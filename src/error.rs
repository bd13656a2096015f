use crate::certs::{CourseId, UserId};

/// Which referenced entity could not be found.
#[derive(Debug, Clone, PartialEq, Eq, thiserror::Error)]
pub enum NotFound {
    #[error("user {0} not found")]
    User(UserId),

    #[error("course {0} not found")]
    Course(CourseId),

    #[error("certificate not found")]
    Certificate,
}

#[derive(Debug, thiserror::Error)]
pub enum RegistryError {
    #[error(transparent)]
    NotFound(#[from] NotFound),

    #[error("invalid input: {0}")]
    InvalidInput(String),

    #[error("certificate issuance failed after {attempts} attempts")]
    IssuanceFailed { attempts: u32 },

    #[error("store error: {0}")]
    Store(#[from] StoreError),
}

impl RegistryError {
    /// True for the `NotFound` family, i.e. errors caused by the caller's references.
    pub fn is_not_found(&self) -> bool {
        matches!(self, RegistryError::NotFound(_))
    }
}

#[derive(Debug, thiserror::Error)]
pub enum StoreError {
    /// Carries the fingerprint of the rejected code, never the code itself.
    #[error("validation code already in use ({0})")]
    DuplicateCode(String),

    #[error("I/O error: {0}")]
    Io(String),

    #[error("connection error: {0}")]
    Connection(String),

    #[error("query error: {0}")]
    Query(String),
}

impl From<sqlx::Error> for StoreError {
    fn from(e: sqlx::Error) -> Self {
        StoreError::Query(e.to_string())
    }
}

#[derive(Debug, thiserror::Error)]
pub enum ConfigError {
    #[error("failed to read config {path}: {source}")]
    Io {
        path: String,
        source: std::io::Error,
    },

    #[error("failed to parse config: {0}")]
    Parse(#[from] serde_json::Error),

    #[error("invalid config: {0}")]
    Invalid(String),
}

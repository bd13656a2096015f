use rand::Rng;
use rand::rngs::OsRng;
use sha2::{Digest, Sha256};

/// Crockford base32: no I, L, O or U, so printed codes survive being read aloud.
const ALPHABET: &[u8; 32] = b"0123456789ABCDEFGHJKMNPQRSTVWXYZ";

/// Fewest random symbols a code may carry (80 bits with a 32-symbol alphabet).
pub const MIN_CODE_SYMBOLS: usize = 16;

pub trait CodeSource: Send + Sync {
    fn next_code(&self) -> String;
}

/// Layout of a generated code: `groups` blocks of `group_len` symbols joined by `-`.
#[derive(Debug, Clone, Copy, PartialEq, Eq)]
pub struct CodeFormat {
    pub groups: usize,
    pub group_len: usize,
}

impl Default for CodeFormat {
    fn default() -> Self {
        Self {
            groups: 4,
            group_len: 4,
        }
    }
}

impl CodeFormat {
    pub fn symbols(&self) -> usize {
        self.groups * self.group_len
    }

    pub fn is_strong_enough(&self) -> bool {
        self.group_len > 0 && self.symbols() >= MIN_CODE_SYMBOLS
    }

    pub fn encoded_len(&self) -> usize {
        self.symbols() + self.groups.saturating_sub(1)
    }
}

/// Draws codes from the OS RNG. Nothing about the user or course goes into a code.
#[derive(Debug, Clone, Default)]
pub struct RandomCodes {
    format: CodeFormat,
}

impl RandomCodes {
    pub fn new(format: CodeFormat) -> Self {
        Self { format }
    }

    pub fn format(&self) -> CodeFormat {
        self.format
    }
}

impl CodeSource for RandomCodes {
    fn next_code(&self) -> String {
        let mut rng = OsRng;
        let mut code = String::with_capacity(self.format.encoded_len());

        for group in 0..self.format.groups {
            if group > 0 {
                code.push('-');
            }
            for _ in 0..self.format.group_len {
                let idx = rng.gen_range(0..ALPHABET.len());
                code.push(ALPHABET[idx] as char);
            }
        }

        code
    }
}

/// Short stable tag for a code, safe to put in logs and errors.
pub fn fingerprint(code: &str) -> String {
    let digest = Sha256::digest(code.as_bytes());
    hex::encode(&digest[..6])
}
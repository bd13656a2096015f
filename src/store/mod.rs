//! Durable certificate storage.
//!
//! The store is the only shared mutable state in the registry, and it is the
//! store that guarantees validation codes are unique: an insert whose code is
//! already taken must fail with [`StoreError::DuplicateCode`] as part of the
//! same atomic step that would have written the row.

pub mod memory;
pub mod sqlite;

use crate::certs::{CertificateFilter, CertificateId, CertificateRecord, NewCertificate};
use crate::error::StoreError;
use async_trait::async_trait;

pub use memory::MemoryStore;
pub use sqlite::SqliteStore;

#[async_trait]
pub trait CertificateStore: Send + Sync {
    async fn insert(&self, new: &NewCertificate<'_>) -> Result<CertificateRecord, StoreError>;

    async fn get(&self, id: CertificateId) -> Result<Option<CertificateRecord>, StoreError>;

    async fn get_by_code(&self, code: &str) -> Result<Option<CertificateRecord>, StoreError>;

    /// Matching records in id (insertion) order.
    async fn list(&self, filter: CertificateFilter) -> Result<Vec<CertificateRecord>, StoreError>;

    async fn count(&self, filter: CertificateFilter) -> Result<u64, StoreError>;
}
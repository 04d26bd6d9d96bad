use std::time::{Duration, Instant};

/// Wall-clock timer with an optional time limit.
#[derive(Clone, Debug)]
pub struct Timer {
    start: Instant,
    time_limit: Option<Duration>,
}

impl Default for Timer {
    fn default() -> Self {
        Self {
            start: Instant::now(),
            time_limit: None,
        }
    }
}

impl Timer {
    /// Returns a timer with the given time limit in seconds.
    ///
    /// Negative or non-finite limits expire immediately.
    pub fn with_time_limit(time_limit: f64) -> Self {
        Self {
            start: Instant::now(),
            time_limit: Some(Duration::try_from_secs_f64(time_limit).unwrap_or(Duration::ZERO)),
        }
    }

    /// Returns the elapsed time in seconds.
    pub fn get_elapsed_time(&self) -> f64 {
        self.start.elapsed().as_secs_f64()
    }

    /// Returns the remaining time in seconds.
    pub fn get_remaining_time_limit(&self) -> Option<f64> {
        self.time_limit
            .map(|time_limit| time_limit.saturating_sub(self.start.elapsed()).as_secs_f64())
    }

    /// Returns whether the time limit is reached.
    pub fn check_time_limit(&self) -> bool {
        self.get_remaining_time_limit()
            .is_some_and(|remaining| remaining <= 0.0)
    }
}

#[cfg(test)]
mod tests {
    use super::*;

    #[test]
    fn test_without_limit() {
        let timer = Timer::default();
        assert_eq!(timer.get_remaining_time_limit(), None);
        assert!(!timer.check_time_limit());
        assert!(timer.get_elapsed_time() >= 0.0);
    }

    #[test]
    fn test_zero_limit_expires() {
        let timer = Timer::with_time_limit(0.0);
        assert_eq!(timer.get_remaining_time_limit(), Some(0.0));
        assert!(timer.check_time_limit());
    }

    #[test]
    fn test_negative_limit_expires() {
        assert!(Timer::with_time_limit(-1.0).check_time_limit());
    }

    #[test]
    fn test_large_limit() {
        let timer = Timer::with_time_limit(3600.0);
        assert!(!timer.check_time_limit());
        assert!(timer.get_remaining_time_limit().unwrap() > 0.0);
    }
}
◇ ◇ ◇ ◇ ◇ ◇ ◇
### Instructions for the task
Across the records above, show each line containing the word "Result".

### Solution to this problem
    async fn insert(&self, new: &NewCertificate<'_>) -> Result<CertificateRecord, StoreError>;
    async fn get(&self, id: CertificateId) -> Result<Option<CertificateRecord>, StoreError>;
    async fn get_by_code(&self, code: &str) -> Result<Option<CertificateRecord>, StoreError>;
    async fn list(&self, filter: CertificateFilter) -> Result<Vec<CertificateRecord>, StoreError>;
    async fn count(&self, filter: CertificateFilter) -> Result<u64, StoreError>;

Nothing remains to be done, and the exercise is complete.